**Data records:**
▽

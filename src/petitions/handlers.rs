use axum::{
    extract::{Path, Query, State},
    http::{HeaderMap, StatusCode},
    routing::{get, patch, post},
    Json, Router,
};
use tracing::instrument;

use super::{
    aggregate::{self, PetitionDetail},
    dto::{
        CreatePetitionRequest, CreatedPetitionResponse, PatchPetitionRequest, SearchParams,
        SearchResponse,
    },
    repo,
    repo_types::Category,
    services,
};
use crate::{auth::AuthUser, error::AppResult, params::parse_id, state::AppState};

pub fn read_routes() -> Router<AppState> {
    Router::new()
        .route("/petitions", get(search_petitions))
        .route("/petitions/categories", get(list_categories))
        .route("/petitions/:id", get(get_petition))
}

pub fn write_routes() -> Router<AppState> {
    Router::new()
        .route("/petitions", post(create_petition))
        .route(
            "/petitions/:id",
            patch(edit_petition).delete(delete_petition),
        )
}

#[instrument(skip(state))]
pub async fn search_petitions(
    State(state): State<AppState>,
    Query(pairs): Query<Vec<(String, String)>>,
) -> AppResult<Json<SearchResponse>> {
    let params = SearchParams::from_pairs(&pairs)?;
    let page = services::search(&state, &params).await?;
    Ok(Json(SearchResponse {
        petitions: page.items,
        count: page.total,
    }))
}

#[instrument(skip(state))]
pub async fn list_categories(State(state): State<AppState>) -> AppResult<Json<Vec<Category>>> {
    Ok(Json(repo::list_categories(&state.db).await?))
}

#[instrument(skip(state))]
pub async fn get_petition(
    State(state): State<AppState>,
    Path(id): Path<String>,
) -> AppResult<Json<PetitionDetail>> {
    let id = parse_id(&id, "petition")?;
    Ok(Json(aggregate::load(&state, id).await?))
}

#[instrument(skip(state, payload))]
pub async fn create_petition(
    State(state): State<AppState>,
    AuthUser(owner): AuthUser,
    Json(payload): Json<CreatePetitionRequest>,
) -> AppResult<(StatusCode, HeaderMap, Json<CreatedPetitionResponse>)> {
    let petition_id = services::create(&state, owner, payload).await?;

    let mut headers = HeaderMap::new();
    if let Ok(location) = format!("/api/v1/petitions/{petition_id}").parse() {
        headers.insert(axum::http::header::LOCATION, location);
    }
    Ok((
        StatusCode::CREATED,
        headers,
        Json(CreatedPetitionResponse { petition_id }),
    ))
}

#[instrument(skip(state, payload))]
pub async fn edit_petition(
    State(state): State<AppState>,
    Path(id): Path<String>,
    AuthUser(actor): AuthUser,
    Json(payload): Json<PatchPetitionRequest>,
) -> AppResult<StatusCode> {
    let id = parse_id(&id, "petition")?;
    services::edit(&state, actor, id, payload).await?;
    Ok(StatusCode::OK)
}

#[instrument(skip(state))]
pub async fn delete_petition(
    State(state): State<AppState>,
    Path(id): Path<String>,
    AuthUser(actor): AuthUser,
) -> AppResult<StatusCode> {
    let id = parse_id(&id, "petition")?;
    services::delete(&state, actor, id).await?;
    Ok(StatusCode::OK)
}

△
▽

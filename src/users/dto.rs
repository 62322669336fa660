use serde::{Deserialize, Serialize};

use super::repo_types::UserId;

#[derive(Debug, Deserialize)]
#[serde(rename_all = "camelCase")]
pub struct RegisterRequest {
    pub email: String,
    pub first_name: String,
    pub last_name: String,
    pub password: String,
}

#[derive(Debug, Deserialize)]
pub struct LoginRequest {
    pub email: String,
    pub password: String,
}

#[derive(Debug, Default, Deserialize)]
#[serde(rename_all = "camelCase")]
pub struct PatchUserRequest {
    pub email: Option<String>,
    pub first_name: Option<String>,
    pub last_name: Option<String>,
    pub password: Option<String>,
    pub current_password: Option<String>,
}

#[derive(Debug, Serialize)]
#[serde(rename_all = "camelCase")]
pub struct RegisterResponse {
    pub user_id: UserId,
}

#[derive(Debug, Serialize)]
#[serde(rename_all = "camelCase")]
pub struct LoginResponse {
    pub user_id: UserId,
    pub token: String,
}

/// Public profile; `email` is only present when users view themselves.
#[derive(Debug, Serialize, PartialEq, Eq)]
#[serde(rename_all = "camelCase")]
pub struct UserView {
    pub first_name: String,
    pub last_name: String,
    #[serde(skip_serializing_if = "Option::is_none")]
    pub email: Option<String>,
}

△

Return each line in the records that holds the string "owner".

**Task output:**
    AuthUser(owner): AuthUser,
    let petition_id = services::create(&state, owner, payload).await?;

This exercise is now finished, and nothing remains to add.